Monday, July 24, 2017

L'ARGENT - #886

There was an “everything is connected” subgenre in the late ‘80s/early ‘90s that was perhaps kicked off by Richard Linklater’s Slacker, but that really traces roots back to Max Ophuls and La ronde [review]--films where characters are connected by social happenstance (13Conversations About One Thing) or perhaps an object (Robert Altman’s Gun TV series). One chat leads to another, one careless act affects a passerby, a butterfly flaps its wings and a writer looks for meaning.

Linklater is a devotee of Robert Bresson, and it would stand to reason that Bresson’s 1983 crime drama L’argent was an inspiration. Based on a story by Tolstoy, L’argent tells the tale of several lives thrown into upheaval by two selfish teenagers choosing to pass a counterfeit bill at a small camera and photo shop. When the storeowners decide to unload it, along with other fraudulent notes, on a trusting deliveryman, they not only expose their own unscrupulousness, but force the driver into a legal wrangle he can’t get himself out of.

This man, Lucien (Vincent Risterucci), is the closest we get to a main character--or at least he's the one we root for, if only temporarily. His life is the most damaged by the initial crime and the several more it inspires. His plight is transformative. He is the good man forced to be bad. It's a gradual change, one that seems natural, despite of--or perhaps because of--Bresson’s technique. The French director is famous for extracting emotion from performance and approaching his actors as poseable “models.” His cast blandly hits marks, delivers its lines with little intonation, and maintains a steady gaze. To some, it's stiff and amateurish, but once you tune in to Bresson’s wavelength, his narrative theories begin to make sense. You just have to lock them in place.

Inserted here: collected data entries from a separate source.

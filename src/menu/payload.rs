use std::collections::HashSet;

use indexmap::IndexMap;
use serde::ser::SerializeMap;
use serde::{Deserialize, Deserializer, Serialize, Serializer};
use serde_json::{Map, Value};

/// One selectable entry of a context menu.
///
/// Only `title` and `description` are interpreted by the menu core (they are
/// what the search matches against). The remaining fields are presentation
/// hints for the option renderer or opaque data the host attached; anything
/// unrecognised is preserved in [`extra`](Self::extra).
#[derive(Debug, Clone, Default, PartialEq, Serialize, Deserialize)]
#[serde(rename_all = "camelCase")]
pub struct ContextOption {
	#[serde(default, skip_serializing_if = "Option::is_none")]
	pub title: Option<String>,
	#[serde(default, skip_serializing_if = "Option::is_none")]
	pub description: Option<String>,
	#[serde(
		default,
		deserialize_with = "deserialize_metadata",
		skip_serializing_if = "Vec::is_empty"
	)]
	pub metadata: Vec<MetadataEntry>,
	#[serde(default, skip_serializing_if = "Option::is_none")]
	pub icon: Option<Value>,
	#[serde(default, skip_serializing_if = "Option::is_none")]
	pub icon_color: Option<String>,
	#[serde(default, skip_serializing_if = "Option::is_none")]
	pub image: Option<String>,
	#[serde(default, skip_serializing_if = "Option::is_none")]
	pub progress: Option<f64>,
	#[serde(default, skip_serializing_if = "Option::is_none")]
	pub color_scheme: Option<String>,
	#[serde(default, deserialize_with = "null_as_default")]
	pub arrow: bool,
	#[serde(default, deserialize_with = "null_as_default")]
	pub disabled: bool,
	#[serde(default, deserialize_with = "null_as_default")]
	pub read_only: bool,
	/// Submenu the host should open when this option is activated.
	#[serde(default, skip_serializing_if = "Option::is_none")]
	pub menu: Option<String>,
	#[serde(flatten)]
	pub extra: Map<String, Value>,
}

impl ContextOption {
	pub fn titled(title: impl Into<String>) -> Self {
		Self {
			title: Some(title.into()),
			..Self::default()
		}
	}

	pub fn described(description: impl Into<String>) -> Self {
		Self {
			description: Some(description.into()),
			..Self::default()
		}
	}

	/// Whether pressing the option should reach the host at all.
	pub fn is_interactive(&self) -> bool {
		!self.disabled && !self.read_only
	}

	/// Metadata as a label-keyed view; the first entry for a label wins.
	pub fn metadata_view(&self) -> Vec<&MetadataEntry> {
		let mut seen = HashSet::new();
		self.metadata
			.iter()
			.filter(|entry| seen.insert(entry.label.as_str()))
			.collect()
	}
}

/// A display-only annotation attached to an option.
#[derive(Debug, Clone, Default, PartialEq, Serialize)]
pub struct MetadataEntry {
	pub label: String,
	#[serde(skip_serializing_if = "Option::is_none")]
	pub value: Option<String>,
	#[serde(skip_serializing_if = "Option::is_none")]
	pub progress: Option<f64>,
}

impl MetadataEntry {
	pub fn new(label: impl Into<String>, value: Option<String>) -> Self {
		Self {
			label: label.into(),
			value,
			progress: None,
		}
	}
}

#[derive(Deserialize)]
#[serde(untagged)]
enum RawMetadata {
	List(Vec<RawMetadataItem>),
	Map(IndexMap<String, Value>),
}

#[derive(Deserialize)]
#[serde(untagged)]
enum RawMetadataItem {
	Text(String),
	Entry {
		label: String,
		#[serde(default)]
		value: Option<Value>,
		#[serde(default)]
		progress: Option<f64>,
	},
}

fn display_value(value: Value) -> Option<String> {
	match value {
		Value::Null => None,
		Value::String(text) => Some(text),
		other => Some(other.to_string()),
	}
}

fn deserialize_metadata<'de, D>(deserializer: D) -> Result<Vec<MetadataEntry>, D::Error>
where
	D: Deserializer<'de>,
{
	let entries = match Option::<RawMetadata>::deserialize(deserializer)? {
		None => Vec::new(),
		Some(RawMetadata::Map(map)) => map
			.into_iter()
			.map(|(label, value)| MetadataEntry::new(label, display_value(value)))
			.collect(),
		Some(RawMetadata::List(items)) => items
			.into_iter()
			.map(|item| match item {
				RawMetadataItem::Text(label) => MetadataEntry::new(label, None),
				RawMetadataItem::Entry {
					label,
					value,
					progress,
				} => MetadataEntry {
					label,
					value: value.and_then(display_value),
					progress,
				},
			})
			.collect(),
	};
	Ok(entries)
}

fn null_as_default<'de, D, T>(deserializer: D) -> Result<T, D::Error>
where
	D: Deserializer<'de>,
	T: Default + Deserialize<'de>,
{
	Ok(Option::<T>::deserialize(deserializer)?.unwrap_or_default())
}

/// Options in display order, keyed by their identity within the menu.
///
/// Hosts may send either a JSON object (document order is kept) or a JSON
/// array, in which case each option is keyed by its zero-based index.
#[derive(Debug, Clone, Default, PartialEq)]
pub struct MenuOptions(Vec<(String, ContextOption)>);

impl MenuOptions {
	pub fn new() -> Self {
		Self::default()
	}

	pub fn len(&self) -> usize {
		self.0.len()
	}

	pub fn is_empty(&self) -> bool {
		self.0.is_empty()
	}

	/// Append an option, replacing the value of an existing key in place.
	pub fn insert(&mut self, key: impl Into<String>, option: ContextOption) {
		let key = key.into();
		match self.position(&key) {
			Some(index) => self.0[index].1 = option,
			None => self.0.push((key, option)),
		}
	}

	pub fn iter(&self) -> impl Iterator<Item = (&str, &ContextOption)> {
		self.0.iter().map(|(key, option)| (key.as_str(), option))
	}

	pub fn get(&self, key: &str) -> Option<&ContextOption> {
		self.position(key).map(|index| &self.0[index].1)
	}

	pub fn get_index(&self, index: usize) -> Option<(&str, &ContextOption)> {
		self.0
			.get(index)
			.map(|(key, option)| (key.as_str(), option))
	}

	pub fn position(&self, key: &str) -> Option<usize> {
		self.0.iter().position(|(candidate, _)| candidate == key)
	}

	pub fn keys(&self) -> impl Iterator<Item = &str> {
		self.0.iter().map(|(key, _)| key.as_str())
	}
}

impl<K: Into<String>> FromIterator<(K, ContextOption)> for MenuOptions {
	fn from_iter<I: IntoIterator<Item = (K, ContextOption)>>(iter: I) -> Self {
		let mut options = Self::new();
		for (key, option) in iter {
			options.insert(key, option);
		}
		options
	}
}

impl Serialize for MenuOptions {
	fn serialize<S: Serializer>(&self, serializer: S) -> Result<S::Ok, S::Error> {
		let mut map = serializer.serialize_map(Some(self.0.len()))?;
		for (key, option) in &self.0 {
			map.serialize_entry(key, option)?;
		}
		map.end()
	}
}

impl<'de> Deserialize<'de> for MenuOptions {
	fn deserialize<D: Deserializer<'de>>(deserializer: D) -> Result<Self, D::Error> {
		#[derive(Deserialize)]
		#[serde(untagged)]
		enum RawOptions {
			Map(IndexMap<String, ContextOption>),
			List(Vec<ContextOption>),
		}

		let options = match Option::<RawOptions>::deserialize(deserializer)? {
			None => Self::new(),
			Some(RawOptions::Map(map)) => map.into_iter().collect(),
			Some(RawOptions::List(list)) => list
				.into_iter()
				.enumerate()
				.map(|(index, option)| (index.to_string(), option))
				.collect(),
		};
		Ok(options)
	}
}

/// Everything the host sends to display one menu.
#[derive(Debug, Clone, Default, PartialEq, Serialize, Deserialize)]
#[serde(rename_all = "camelCase")]
pub struct ContextMenuPayload {
	#[serde(default, skip_serializing_if = "Option::is_none")]
	pub id: Option<String>,
	#[serde(default, deserialize_with = "null_as_default")]
	pub title: String,
	/// Parent menu reopened by back-navigation.
	#[serde(default, skip_serializing_if = "Option::is_none")]
	pub menu: Option<String>,
	#[serde(default, skip_serializing_if = "Option::is_none")]
	pub can_close: Option<bool>,
	#[serde(default)]
	pub options: MenuOptions,
}

impl ContextMenuPayload {
	pub fn new(title: impl Into<String>, options: MenuOptions) -> Self {
		Self {
			title: title.into(),
			options,
			..Self::default()
		}
	}

	/// Only an explicit `canClose: false` makes the menu modal.
	pub fn is_closable(&self) -> bool {
		self.can_close != Some(false)
	}

	pub fn has_back(&self) -> bool {
		self.menu.is_some()
	}
}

It's almost like kabuki in its formalism. By staging L’argent with such a rigorous dispassion, we are spared the melodrama, we are spared being swayed by our own feelings, and instead we watch the pieces move, staying in the moment rather than trying to guess the plot twists, reserving judgment until it has all passed, the audience serving as an observant jury. We don't judge Lucien, we don’t put ourselves in his shoes, we instead just watch. In fact, when he does show some real emotion, it's such an affront, Bresson has him bury his head in a pillow. Open weeping is for other movies.

Which isn’t to say we aren't invested. We totally are. The sheer cruelty of humanity underlying every callous turn is undeniable, it's just that we follow the events as we would a true crime story rather than a fiction, as if they already happened and are thus beyond inevitable. We can't help but feel for Lucien, but perhaps it makes us less sympathetic when he makes wrong turns. L’argent does not romanticize his crimes.

Ironic, then, that showing the crimes themselves is the only place where Bresson’s theories fail him. While the mechanics of the violence are evident, the abstraction renders them ineffective and even confusing. Is it that showing the actual blood and gore as evidence would bias us more than the director would like, or is he just squeamish? If we are the jury, we would need to consider the victims--even after some of them are declared unlikable--otherwise the testimony is incomplete. Lucien’s actions already seem outsized, and Bresson’s editing—chopping up the scenes, showing the beginning of the action and an implied outcome (jumping from a raised weapon to blood splatter, etc.) but never the in between, proves only to make them less believable.

Luckily, this does nothing to lessen the tragic poetry of L’argent. Particularly as the truly bad people, unmoored as they are by the appearance of this fake cash, suffer very little consequence. Bresson carves out a world where heeding one’s conscience only leads to mistakes and punishment. The survivors mostly serve themselves, or feign charity for effect. Which, when you really think about it, means the themes of L’argent are perfectly in sync with the storytelling. Remove emotion, stick to what can be known--and done.

This disc provided by the Criterion Collection for purposes of review.

1 comment:

BobbyMcc said...

Good review. Better make a quick correction, though. The name of the main character that we follow is Yvon, not Lucien (who is the cashier at the camera shop whose perjury sends Yvon to prison).